I'm a Southerner, and I honor the old
aristocracy you represent. I'm going to join with you to crush this
Yankee and put the niggers in their places. They are getting impudent
around here; they need a lesson and, by gad! they'll get one they'll
remember."
"Now, see here, Colton,--nothing rash," the Colonel charged him,
warningly. "Don't stir up needless trouble; but--well, things must
change."
Colton rose and shook his head.
"The niggers need a lesson," he muttered as he unsteadily bade his host
good-bye. Cresswell watched him uncomfortably as he rode away, and
again a feeling of doubt stirred within him.

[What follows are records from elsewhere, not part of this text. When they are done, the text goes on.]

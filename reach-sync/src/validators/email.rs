//! Email validator
//!
//! Malformed addresses (RFC 5322 grammar) score 0. Well-formed addresses start
//! at 0.4 and are adjusted for domain reputation, MX presence and a handful of
//! small quality signals.

use super::{FieldValidator, ValidationDetails, ValidationResult};
use crate::lookup::{with_timeout, DisposableDomains, MxLookup};
use crate::types::FieldName;
use async_trait::async_trait;
use email_address::EmailAddress;
use once_cell::sync::Lazy;
use regex::Regex;
use serde::{Deserialize, Serialize};
use std::sync::Arc;
use std::time::Duration;

const BASE_SCORE: f64 = 0.4;
const DISPOSABLE_PENALTY: f64 = 0.3;
const COMMON_DOMAIN_BONUS: f64 = 0.1;
const BUSINESS_DOMAIN_BONUS: f64 = 0.2;
const MX_BONUS: f64 = 0.2;
const QUALITY_SIGNAL_BONUS: f64 = 0.05;
const MAX_QUALITY_SIGNALS: usize = 4;

/// Free-mail providers
pub const COMMON_DOMAINS: &[&str] = &[
    "aol.com",
    "gmail.com",
    "gmx.com",
    "googlemail.com",
    "hotmail.com",
    "icloud.com",
    "live.com",
    "mail.com",
    "me.com",
    "msn.com",
    "outlook.com",
    "protonmail.com",
    "yahoo.com",
    "yandex.com",
    "zoho.com",
];

static LOCAL_PART_RE: Lazy<Regex> =
    Lazy::new(|| Regex::new(r"^[a-z0-9._-]+$").expect("valid local-part regex"));
static DIGIT_RUN_RE: Lazy<Regex> = Lazy::new(|| Regex::new(r"\d{4,}").expect("valid digit regex"));

/// Result of the MX check
#[derive(Debug, Clone, Copy, PartialEq, Eq, Serialize, Deserialize)]
#[serde(rename_all = "snake_case")]
pub enum MxStatus {
    Present,
    Absent,
    /// Lookup failed or timed out
    Unknown,
    /// No resolver configured
    NotChecked,
}

#[derive(Debug, Clone, PartialEq, Serialize, Deserialize)]
pub struct EmailDetails {
    pub format_valid: bool,
    pub domain: Option<String>,
    pub disposable: bool,
    pub common_domain: bool,
    pub business_domain: bool,
    pub mx: MxStatus,
    #[serde(default, skip_serializing_if = "Option::is_none")]
    pub lookup_error: Option<String>,
    /// Quality signals counted toward the bonus (at most 4)
    pub quality_signals: usize,
}

impl EmailDetails {
    fn malformed() -> Self {
        Self {
            format_valid: false,
            domain: None,
            disposable: false,
            common_domain: false,
            business_domain: false,
            mx: MxStatus::NotChecked,
            lookup_error: None,
            quality_signals: 0,
        }
    }
}

/// Reserved or obviously synthetic domains
pub fn is_test_domain(domain: &str) -> bool {
    let first_label = domain.split('.').next().unwrap_or_default();
    domain == "localhost"
        || first_label == "example"
        || first_label == "test"
        || domain.ends_with(".test")
        || domain.ends_with(".invalid")
        || domain.ends_with(".example")
}

pub fn is_common_domain(domain: &str) -> bool {
    COMMON_DOMAINS.contains(&domain)
}

pub struct EmailValidator {
    disposable: Arc<dyn DisposableDomains>,
    mx: Option<Arc<dyn MxLookup>>,
    lookup_timeout: Duration,
}

impl EmailValidator {
    pub fn new(
        disposable: Arc<dyn DisposableDomains>,
        mx: Option<Arc<dyn MxLookup>>,
        lookup_timeout: Duration,
    ) -> Self {
        Self {
            disposable,
            mx,
            lookup_timeout,
        }
    }

    async fn check_mx(&self, domain: &str) -> (MxStatus, Option<String>) {
        let Some(mx) = &self.mx else {
            return (MxStatus::NotChecked, None);
        };

        match with_timeout("dns", self.lookup_timeout, mx.has_mx(domain)).await {
            Ok(true) => (MxStatus::Present, None),
            Ok(false) => (MxStatus::Absent, None),
            Err(e) => {
                tracing::warn!(domain = %domain, error = %e, "MX lookup failed, skipping signal");
                (MxStatus::Unknown, Some(e.to_string()))
            }
        }
    }
}

#[async_trait]
impl FieldValidator for EmailValidator {
    fn field(&self) -> FieldName {
        FieldName::Email
    }

    fn method(&self) -> &'static str {
        "email_validation"
    }

    async fn validate(&self, raw: &str) -> ValidationResult {
        let email = raw.trim().to_lowercase();
        if email.is_empty() {
            return ValidationResult::rejected(None);
        }

        if !EmailAddress::is_valid(&email) {
            return ValidationResult::rejected(Some(ValidationDetails::Email(
                EmailDetails::malformed(),
            )));
        }

        let Some((local, domain)) = email.rsplit_once('@') else {
            return ValidationResult::rejected(Some(ValidationDetails::Email(
                EmailDetails::malformed(),
            )));
        };

        let mut score = BASE_SCORE;

        let disposable = self.disposable.is_disposable(domain);
        if disposable {
            score -= DISPOSABLE_PENALTY;
        }

        let common_domain = is_common_domain(domain);
        let business_domain = !common_domain && !disposable;
        if common_domain {
            score += COMMON_DOMAIN_BONUS;
        } else if business_domain {
            score += BUSINESS_DOMAIN_BONUS;
        }

        let (mx, lookup_error) = self.check_mx(domain).await;
        if mx == MxStatus::Present {
            score += MX_BONUS;
        }

        let quality_signals = [
            !local.contains('+'),
            !is_test_domain(domain),
            email.len() < 50,
            local.len() >= 4,
            LOCAL_PART_RE.is_match(local),
            !DIGIT_RUN_RE.is_match(local),
        ]
        .iter()
        .filter(|&&signal| signal)
        .count()
        .min(MAX_QUALITY_SIGNALS);
        score += quality_signals as f64 * QUALITY_SIGNAL_BONUS;

        ValidationResult::scored(
            score,
            Some(ValidationDetails::Email(EmailDetails {
                format_valid: true,
                domain: Some(domain.to_string()),
                disposable,
                common_domain,
                business_domain,
                mx,
                lookup_error,
                quality_signals,
            })),
        )
    }
}

#[cfg(test)]
mod tests {
    use super::*;
    use crate::error::{SyncError, SyncResult};
    use crate::lookup::StaticDisposableDomains;

    /// `None` simulates a resolver failure
    struct FixedMx(Option<bool>);

    #[async_trait]
    impl MxLookup for FixedMx {
        async fn has_mx(&self, _domain: &str) -> SyncResult<bool> {
            match self.0 {
                Some(v) => Ok(v),
                None => Err(SyncError::Lookup {
                    capability: "dns",
                    reason: "SERVFAIL".to_string(),
                }),
            }
        }
    }

    struct StalledMx;

    #[async_trait]
    impl MxLookup for StalledMx {
        async fn has_mx(&self, _domain: &str) -> SyncResult<bool> {
            tokio::time::sleep(Duration::from_secs(10)).await;
            Ok(true)
        }
    }

    fn validator(mx: Option<Arc<dyn MxLookup>>) -> EmailValidator {
        EmailValidator::new(
            Arc::new(StaticDisposableDomains::builtin()),
            mx,
            Duration::from_millis(50),
        )
    }

    fn details(result: &ValidationResult) -> &EmailDetails {
        match result.details.as_ref() {
            Some(ValidationDetails::Email(d)) => d,
            other => panic!("unexpected details {:?}", other),
        }
    }

    #[tokio::test]
    async fn test_malformed_email_scores_zero() {
        let v = validator(None);
        for raw in ["not-an-email", "a@", "@b.com", "a b@c.com"] {
            let result = v.validate(raw).await;
            assert_eq!(result.score, 0.0, "{}", raw);
            assert!(!result.is_valid);
        }
    }

    #[tokio::test]
    async fn test_disposable_scores_below_free_mail() {
        let v = validator(None);
        let gmail = v.validate("a@gmail.com").await.score;

        for domain in ["mailinator.com", "tempmail.org", "yopmail.com", "10minutemail.com"] {
            let disposable = v.validate(&format!("a@{}", domain)).await.score;
            assert!(disposable < gmail, "{} ({}) vs gmail ({})", domain, disposable, gmail);
        }
    }

    #[tokio::test]
    async fn test_free_mail_score_breakdown() {
        let result = validator(None).validate("a@gmail.com").await;
        // 0.4 base + 0.1 common + 4 quality signals
        assert!((result.score - 0.7).abs() < 1e-9);
        assert!(details(&result).common_domain);
        assert!(!details(&result).business_domain);
        assert_eq!(details(&result).mx, MxStatus::NotChecked);
    }

    #[tokio::test]
    async fn test_business_domain_with_mx() {
        let mx: Arc<dyn MxLookup> = Arc::new(FixedMx(Some(true)));
        let result = validator(Some(mx)).validate("jane.smith@acme-corp.io").await;
        // 0.4 + 0.2 business + 0.2 mx + 0.2 quality, clamped
        assert_eq!(result.score, 1.0);
        assert_eq!(details(&result).mx, MxStatus::Present);
    }

    #[tokio::test]
    async fn test_mx_failure_is_not_penalized() {
        let without = validator(None).validate("jane@acme-corp.io").await.score;

        let failing: Arc<dyn MxLookup> = Arc::new(FixedMx(None));
        let failed = validator(Some(failing)).validate("jane@acme-corp.io").await;
        assert_eq!(failed.score, without);
        assert_eq!(details(&failed).mx, MxStatus::Unknown);
        assert!(details(&failed).lookup_error.is_some());

        let stalled: Arc<dyn MxLookup> = Arc::new(StalledMx);
        let timed_out = validator(Some(stalled)).validate("jane@acme-corp.io").await;
        assert_eq!(timed_out.score, without);
        assert_eq!(details(&timed_out).mx, MxStatus::Unknown);
    }

    #[tokio::test]
    async fn test_plus_addressing_and_digit_runs_cost_signals() {
        let v = validator(None);
        let clean = v.validate("jane@gmail.com").await;
        let noisy = v.validate("jane+12345@gmail.com").await;
        assert!(details(&noisy).quality_signals < details(&clean).quality_signals);
        assert!(noisy.score < clean.score);
    }

    #[test]
    fn test_test_domains() {
        assert!(is_test_domain("example.com"));
        assert!(is_test_domain("test.org"));
        assert!(is_test_domain("foo.invalid"));
        assert!(!is_test_domain("contest.com"));
    }
}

What new force was he
loosening against his black folk--his own black folk, who had lived
about him and his fathers nigh three hundred years? He saw the huge form
of the sheriff loom like an evil spirit a moment on the rise of the road
and sink into the night. He turned slowly to his cheerless house
shuddering as he entered the uninviting portals.
_Thirty-seven_
THE MOB
When Emma, Bertie's child, came home after a two years' course of study,
she had passed from girlhood to young womanhood. She was white, and
sandy-haired. She was not beautiful, and she appeared to be fragile; but
she also looked sweet and good, with that peculiar innocence which peers
out upon the world with calm, round eyes and sees no evil, but does
methodically its simple, everyday work.